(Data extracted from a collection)
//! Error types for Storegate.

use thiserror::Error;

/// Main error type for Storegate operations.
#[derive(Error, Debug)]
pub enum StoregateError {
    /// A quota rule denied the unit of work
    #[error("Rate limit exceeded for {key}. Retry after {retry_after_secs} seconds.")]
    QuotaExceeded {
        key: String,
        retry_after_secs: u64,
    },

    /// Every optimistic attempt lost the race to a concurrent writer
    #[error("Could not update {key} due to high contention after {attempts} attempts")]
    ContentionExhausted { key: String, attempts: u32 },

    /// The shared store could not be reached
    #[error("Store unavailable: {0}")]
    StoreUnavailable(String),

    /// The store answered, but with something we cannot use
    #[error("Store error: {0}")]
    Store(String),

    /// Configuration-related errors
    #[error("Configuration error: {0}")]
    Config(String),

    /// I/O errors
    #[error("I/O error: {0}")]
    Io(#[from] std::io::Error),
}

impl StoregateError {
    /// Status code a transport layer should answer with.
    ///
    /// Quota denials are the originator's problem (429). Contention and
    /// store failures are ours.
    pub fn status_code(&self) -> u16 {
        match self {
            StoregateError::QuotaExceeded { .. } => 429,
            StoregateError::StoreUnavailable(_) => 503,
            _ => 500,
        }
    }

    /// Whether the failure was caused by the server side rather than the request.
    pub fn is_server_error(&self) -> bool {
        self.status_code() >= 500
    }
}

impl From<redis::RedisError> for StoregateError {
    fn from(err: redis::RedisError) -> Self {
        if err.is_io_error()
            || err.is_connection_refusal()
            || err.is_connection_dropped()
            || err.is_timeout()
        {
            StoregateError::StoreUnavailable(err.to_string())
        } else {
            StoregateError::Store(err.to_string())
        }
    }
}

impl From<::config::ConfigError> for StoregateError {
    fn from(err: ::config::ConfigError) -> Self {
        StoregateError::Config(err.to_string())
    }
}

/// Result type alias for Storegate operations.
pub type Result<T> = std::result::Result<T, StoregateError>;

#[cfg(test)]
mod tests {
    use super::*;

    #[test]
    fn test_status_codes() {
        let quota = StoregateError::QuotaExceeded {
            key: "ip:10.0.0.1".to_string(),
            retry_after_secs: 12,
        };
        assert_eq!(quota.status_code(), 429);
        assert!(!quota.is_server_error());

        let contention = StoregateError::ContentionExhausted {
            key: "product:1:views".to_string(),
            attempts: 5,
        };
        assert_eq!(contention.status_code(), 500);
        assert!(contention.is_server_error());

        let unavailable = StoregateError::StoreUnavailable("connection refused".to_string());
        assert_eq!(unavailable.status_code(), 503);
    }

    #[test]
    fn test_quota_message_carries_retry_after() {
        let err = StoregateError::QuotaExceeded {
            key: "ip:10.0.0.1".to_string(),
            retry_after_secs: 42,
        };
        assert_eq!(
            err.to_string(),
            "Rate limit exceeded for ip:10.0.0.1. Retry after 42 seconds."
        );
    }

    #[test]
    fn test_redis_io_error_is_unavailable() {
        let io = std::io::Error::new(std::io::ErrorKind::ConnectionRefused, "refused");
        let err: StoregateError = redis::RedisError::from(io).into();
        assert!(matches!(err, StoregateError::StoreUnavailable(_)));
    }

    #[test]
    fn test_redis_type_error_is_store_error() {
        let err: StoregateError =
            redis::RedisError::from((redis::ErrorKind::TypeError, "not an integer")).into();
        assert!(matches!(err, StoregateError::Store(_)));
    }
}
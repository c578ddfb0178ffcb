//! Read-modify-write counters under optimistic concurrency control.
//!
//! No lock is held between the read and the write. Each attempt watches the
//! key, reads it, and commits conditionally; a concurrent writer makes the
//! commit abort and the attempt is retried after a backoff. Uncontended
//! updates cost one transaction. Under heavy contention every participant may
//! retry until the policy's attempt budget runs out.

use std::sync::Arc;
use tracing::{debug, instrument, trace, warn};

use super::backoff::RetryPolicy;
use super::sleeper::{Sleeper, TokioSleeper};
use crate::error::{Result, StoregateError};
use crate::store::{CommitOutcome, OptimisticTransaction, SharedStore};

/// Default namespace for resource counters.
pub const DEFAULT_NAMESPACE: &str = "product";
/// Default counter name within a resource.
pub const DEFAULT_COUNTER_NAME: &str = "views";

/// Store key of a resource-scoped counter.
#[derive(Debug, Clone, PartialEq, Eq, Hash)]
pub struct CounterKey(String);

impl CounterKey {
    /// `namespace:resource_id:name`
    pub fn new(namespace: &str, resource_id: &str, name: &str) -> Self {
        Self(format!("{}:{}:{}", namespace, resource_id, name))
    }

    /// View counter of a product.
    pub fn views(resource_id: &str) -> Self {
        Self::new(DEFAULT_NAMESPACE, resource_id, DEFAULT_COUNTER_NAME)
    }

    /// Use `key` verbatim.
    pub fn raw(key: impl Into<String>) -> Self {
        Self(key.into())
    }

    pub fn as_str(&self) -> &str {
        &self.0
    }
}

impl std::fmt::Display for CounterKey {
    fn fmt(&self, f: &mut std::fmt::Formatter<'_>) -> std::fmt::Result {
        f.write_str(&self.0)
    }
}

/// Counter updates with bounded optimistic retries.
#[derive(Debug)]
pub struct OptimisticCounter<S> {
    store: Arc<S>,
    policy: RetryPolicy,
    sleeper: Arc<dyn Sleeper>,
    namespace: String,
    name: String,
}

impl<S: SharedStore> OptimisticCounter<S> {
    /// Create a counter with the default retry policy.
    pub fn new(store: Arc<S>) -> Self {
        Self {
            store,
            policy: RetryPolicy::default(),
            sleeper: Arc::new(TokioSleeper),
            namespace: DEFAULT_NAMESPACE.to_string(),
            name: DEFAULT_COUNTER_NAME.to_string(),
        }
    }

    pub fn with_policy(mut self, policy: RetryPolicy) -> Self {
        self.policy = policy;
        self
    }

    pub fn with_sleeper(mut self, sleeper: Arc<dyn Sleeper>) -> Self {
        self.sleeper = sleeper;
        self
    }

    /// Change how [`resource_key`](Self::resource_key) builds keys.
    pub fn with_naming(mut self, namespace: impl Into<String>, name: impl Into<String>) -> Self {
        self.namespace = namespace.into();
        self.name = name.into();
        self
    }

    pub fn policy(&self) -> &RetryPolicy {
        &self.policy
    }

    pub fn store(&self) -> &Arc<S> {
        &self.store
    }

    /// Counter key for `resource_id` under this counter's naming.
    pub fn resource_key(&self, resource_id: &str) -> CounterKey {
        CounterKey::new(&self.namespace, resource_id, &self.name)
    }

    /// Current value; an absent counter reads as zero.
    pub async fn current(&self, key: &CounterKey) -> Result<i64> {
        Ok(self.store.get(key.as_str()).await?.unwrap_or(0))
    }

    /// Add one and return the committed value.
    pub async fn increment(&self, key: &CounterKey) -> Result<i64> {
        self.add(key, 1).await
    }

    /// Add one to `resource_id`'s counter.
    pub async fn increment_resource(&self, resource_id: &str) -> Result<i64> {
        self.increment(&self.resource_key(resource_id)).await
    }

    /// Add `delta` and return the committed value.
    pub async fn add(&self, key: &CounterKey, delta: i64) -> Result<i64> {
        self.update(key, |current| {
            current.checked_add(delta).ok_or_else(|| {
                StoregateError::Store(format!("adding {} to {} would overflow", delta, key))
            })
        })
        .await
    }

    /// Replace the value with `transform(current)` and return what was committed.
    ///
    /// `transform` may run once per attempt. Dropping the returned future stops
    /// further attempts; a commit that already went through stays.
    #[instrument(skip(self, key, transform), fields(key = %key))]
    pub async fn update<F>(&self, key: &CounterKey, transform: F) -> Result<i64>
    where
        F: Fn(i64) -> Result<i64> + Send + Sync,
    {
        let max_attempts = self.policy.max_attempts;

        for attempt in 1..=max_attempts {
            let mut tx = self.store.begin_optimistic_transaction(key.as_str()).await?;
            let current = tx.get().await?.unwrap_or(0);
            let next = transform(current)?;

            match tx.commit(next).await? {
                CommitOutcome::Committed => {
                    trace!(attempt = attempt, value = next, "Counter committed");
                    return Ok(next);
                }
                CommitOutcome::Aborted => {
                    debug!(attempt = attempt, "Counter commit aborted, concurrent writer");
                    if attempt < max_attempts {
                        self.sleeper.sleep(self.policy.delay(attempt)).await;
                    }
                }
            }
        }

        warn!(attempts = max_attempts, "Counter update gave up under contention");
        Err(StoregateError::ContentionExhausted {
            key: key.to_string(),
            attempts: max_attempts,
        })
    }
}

## EXERCISE
Determine how many lines of the entries hold "sleeper", and reply with that number only.

## RESULT FOR THIS EXERCISE
6